Problem to work on
Your whole answer should be the number of lines in the material below that include the word "drop".
________________
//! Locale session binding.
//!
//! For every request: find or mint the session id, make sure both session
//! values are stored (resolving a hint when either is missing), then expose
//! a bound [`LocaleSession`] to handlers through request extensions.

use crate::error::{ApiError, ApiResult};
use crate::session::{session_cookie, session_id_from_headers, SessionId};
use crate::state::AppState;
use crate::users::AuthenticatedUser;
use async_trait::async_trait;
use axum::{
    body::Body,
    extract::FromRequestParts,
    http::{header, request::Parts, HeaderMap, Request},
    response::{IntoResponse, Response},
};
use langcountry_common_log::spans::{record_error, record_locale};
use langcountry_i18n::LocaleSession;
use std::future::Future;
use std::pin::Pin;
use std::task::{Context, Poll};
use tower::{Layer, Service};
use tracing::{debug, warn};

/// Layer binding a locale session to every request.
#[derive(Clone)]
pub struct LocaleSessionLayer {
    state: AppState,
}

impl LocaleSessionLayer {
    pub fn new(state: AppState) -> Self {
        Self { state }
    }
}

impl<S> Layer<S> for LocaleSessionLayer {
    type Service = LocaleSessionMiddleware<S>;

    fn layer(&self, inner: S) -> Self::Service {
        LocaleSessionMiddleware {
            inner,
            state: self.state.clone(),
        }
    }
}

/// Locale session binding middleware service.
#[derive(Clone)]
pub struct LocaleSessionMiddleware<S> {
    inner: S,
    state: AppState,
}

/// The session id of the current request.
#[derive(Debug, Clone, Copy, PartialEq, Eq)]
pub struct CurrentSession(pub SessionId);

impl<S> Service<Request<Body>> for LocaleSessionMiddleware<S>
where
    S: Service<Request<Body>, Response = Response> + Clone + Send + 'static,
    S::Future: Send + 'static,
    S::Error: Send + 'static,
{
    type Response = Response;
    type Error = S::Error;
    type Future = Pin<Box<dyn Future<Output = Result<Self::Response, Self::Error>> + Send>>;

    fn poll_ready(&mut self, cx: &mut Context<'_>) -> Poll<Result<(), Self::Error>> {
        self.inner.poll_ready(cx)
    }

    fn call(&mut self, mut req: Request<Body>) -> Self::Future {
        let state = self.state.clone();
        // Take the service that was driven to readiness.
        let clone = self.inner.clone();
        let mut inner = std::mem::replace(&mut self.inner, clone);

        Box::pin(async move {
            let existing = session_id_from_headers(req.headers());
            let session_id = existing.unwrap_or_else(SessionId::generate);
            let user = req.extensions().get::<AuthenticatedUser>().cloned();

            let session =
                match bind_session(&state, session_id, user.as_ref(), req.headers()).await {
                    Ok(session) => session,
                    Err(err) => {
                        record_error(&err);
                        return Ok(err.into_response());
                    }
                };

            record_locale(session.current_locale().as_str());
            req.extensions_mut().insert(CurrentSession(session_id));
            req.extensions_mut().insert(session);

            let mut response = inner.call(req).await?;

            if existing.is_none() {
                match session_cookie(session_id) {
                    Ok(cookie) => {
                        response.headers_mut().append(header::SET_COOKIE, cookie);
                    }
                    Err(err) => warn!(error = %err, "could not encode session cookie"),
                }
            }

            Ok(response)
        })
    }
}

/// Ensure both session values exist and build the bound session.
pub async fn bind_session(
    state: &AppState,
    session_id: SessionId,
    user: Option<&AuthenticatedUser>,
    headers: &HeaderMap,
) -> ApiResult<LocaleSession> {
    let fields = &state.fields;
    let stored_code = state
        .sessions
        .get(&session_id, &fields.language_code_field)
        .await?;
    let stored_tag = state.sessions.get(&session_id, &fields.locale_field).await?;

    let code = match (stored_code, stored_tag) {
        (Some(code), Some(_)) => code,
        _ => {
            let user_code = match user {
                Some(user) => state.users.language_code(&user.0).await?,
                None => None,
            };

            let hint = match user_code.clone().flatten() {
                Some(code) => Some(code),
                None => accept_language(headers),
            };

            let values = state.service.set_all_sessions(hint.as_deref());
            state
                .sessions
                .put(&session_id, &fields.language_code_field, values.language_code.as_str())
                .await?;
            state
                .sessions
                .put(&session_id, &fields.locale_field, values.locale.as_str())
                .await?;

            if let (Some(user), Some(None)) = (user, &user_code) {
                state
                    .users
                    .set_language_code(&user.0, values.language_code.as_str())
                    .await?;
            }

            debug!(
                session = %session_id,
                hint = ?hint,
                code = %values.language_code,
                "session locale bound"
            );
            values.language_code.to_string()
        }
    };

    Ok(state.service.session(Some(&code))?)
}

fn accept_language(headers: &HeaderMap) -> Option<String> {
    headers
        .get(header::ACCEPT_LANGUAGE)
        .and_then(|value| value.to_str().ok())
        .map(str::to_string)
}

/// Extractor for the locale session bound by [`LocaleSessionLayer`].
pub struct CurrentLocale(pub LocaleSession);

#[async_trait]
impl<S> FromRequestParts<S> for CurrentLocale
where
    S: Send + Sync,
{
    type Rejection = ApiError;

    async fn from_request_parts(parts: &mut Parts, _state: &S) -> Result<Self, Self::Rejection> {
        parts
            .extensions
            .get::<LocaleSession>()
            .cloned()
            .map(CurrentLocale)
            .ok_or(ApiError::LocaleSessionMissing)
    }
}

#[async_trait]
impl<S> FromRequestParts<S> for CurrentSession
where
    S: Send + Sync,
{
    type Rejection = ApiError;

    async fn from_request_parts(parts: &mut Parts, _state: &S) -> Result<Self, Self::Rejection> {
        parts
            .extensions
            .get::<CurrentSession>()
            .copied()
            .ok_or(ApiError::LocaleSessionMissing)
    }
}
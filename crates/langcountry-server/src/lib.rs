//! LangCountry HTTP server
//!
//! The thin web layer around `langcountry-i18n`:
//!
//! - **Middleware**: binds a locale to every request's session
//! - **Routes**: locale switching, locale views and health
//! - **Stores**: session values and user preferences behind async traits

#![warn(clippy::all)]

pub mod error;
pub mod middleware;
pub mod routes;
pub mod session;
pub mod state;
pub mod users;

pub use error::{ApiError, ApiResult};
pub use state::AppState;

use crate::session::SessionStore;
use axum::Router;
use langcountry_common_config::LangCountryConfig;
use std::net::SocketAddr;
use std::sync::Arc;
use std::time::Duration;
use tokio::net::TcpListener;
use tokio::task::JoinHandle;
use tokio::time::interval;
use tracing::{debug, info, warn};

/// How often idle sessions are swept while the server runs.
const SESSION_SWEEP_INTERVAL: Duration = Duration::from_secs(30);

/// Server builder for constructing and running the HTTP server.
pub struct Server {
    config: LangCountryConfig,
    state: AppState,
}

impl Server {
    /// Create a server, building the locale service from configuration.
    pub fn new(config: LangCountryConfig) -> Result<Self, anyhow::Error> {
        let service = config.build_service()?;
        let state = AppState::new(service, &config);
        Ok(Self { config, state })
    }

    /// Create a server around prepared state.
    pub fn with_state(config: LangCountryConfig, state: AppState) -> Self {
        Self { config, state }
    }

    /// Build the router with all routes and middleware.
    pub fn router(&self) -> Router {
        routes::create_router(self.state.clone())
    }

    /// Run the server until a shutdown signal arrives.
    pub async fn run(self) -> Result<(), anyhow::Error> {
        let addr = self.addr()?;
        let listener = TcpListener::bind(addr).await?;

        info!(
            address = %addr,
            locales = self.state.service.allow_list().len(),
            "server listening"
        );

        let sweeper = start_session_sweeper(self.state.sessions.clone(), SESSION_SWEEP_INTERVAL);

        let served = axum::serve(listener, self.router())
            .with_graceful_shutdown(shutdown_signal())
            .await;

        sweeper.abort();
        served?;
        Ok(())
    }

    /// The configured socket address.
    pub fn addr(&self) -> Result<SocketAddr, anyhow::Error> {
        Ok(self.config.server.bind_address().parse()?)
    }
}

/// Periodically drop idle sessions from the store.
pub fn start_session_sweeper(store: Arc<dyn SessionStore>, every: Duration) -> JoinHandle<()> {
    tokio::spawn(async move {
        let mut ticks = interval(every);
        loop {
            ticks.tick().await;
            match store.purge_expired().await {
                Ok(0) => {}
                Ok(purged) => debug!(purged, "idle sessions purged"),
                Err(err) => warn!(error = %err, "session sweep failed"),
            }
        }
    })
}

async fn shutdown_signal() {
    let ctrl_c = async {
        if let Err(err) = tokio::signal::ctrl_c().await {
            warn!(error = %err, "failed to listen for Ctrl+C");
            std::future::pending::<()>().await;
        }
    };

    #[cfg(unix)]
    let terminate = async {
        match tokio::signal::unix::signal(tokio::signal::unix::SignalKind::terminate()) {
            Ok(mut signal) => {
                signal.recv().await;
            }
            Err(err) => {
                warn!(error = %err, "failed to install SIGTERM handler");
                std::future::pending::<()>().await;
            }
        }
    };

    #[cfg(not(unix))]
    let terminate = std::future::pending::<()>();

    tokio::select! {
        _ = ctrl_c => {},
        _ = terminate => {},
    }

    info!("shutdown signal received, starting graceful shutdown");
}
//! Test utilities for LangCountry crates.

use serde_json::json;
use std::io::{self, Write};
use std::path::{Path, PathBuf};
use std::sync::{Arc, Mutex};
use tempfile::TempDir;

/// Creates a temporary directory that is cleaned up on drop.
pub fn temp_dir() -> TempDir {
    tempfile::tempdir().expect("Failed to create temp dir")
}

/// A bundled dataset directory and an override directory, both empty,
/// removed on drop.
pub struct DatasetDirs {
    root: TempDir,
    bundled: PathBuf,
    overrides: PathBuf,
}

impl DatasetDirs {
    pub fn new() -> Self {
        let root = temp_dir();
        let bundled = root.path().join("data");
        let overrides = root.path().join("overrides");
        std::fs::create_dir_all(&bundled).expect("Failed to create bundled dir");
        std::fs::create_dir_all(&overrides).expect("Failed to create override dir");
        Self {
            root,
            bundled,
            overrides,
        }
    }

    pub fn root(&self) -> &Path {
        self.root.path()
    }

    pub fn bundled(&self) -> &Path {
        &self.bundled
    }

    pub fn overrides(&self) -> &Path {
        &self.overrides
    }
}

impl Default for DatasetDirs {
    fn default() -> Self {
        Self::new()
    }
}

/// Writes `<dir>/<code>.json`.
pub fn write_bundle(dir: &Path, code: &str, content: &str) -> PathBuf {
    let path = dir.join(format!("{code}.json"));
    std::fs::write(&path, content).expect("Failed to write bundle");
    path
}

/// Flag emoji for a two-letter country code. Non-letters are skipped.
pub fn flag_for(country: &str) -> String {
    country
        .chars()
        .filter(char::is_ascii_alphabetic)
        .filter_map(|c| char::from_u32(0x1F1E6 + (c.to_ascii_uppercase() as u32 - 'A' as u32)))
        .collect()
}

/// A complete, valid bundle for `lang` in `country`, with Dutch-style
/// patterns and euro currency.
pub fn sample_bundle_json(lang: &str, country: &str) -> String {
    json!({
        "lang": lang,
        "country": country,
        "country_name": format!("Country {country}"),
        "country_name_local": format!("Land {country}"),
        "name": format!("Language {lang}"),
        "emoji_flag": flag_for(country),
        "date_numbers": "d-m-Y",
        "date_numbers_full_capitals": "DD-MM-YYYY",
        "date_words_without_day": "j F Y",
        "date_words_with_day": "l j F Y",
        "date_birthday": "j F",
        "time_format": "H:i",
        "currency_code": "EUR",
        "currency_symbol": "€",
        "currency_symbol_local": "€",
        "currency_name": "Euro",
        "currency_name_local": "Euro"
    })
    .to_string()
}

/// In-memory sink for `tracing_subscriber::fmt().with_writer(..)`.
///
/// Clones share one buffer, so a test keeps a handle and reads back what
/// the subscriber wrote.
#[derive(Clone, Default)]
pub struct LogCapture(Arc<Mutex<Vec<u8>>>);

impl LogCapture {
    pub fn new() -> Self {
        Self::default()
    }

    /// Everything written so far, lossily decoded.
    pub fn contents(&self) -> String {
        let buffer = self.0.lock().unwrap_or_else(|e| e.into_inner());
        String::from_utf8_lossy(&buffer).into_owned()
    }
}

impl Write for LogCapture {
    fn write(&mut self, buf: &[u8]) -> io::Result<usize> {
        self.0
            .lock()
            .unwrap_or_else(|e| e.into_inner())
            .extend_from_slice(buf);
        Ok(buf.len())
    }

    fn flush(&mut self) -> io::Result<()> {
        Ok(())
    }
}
________________
Response to the exercise
3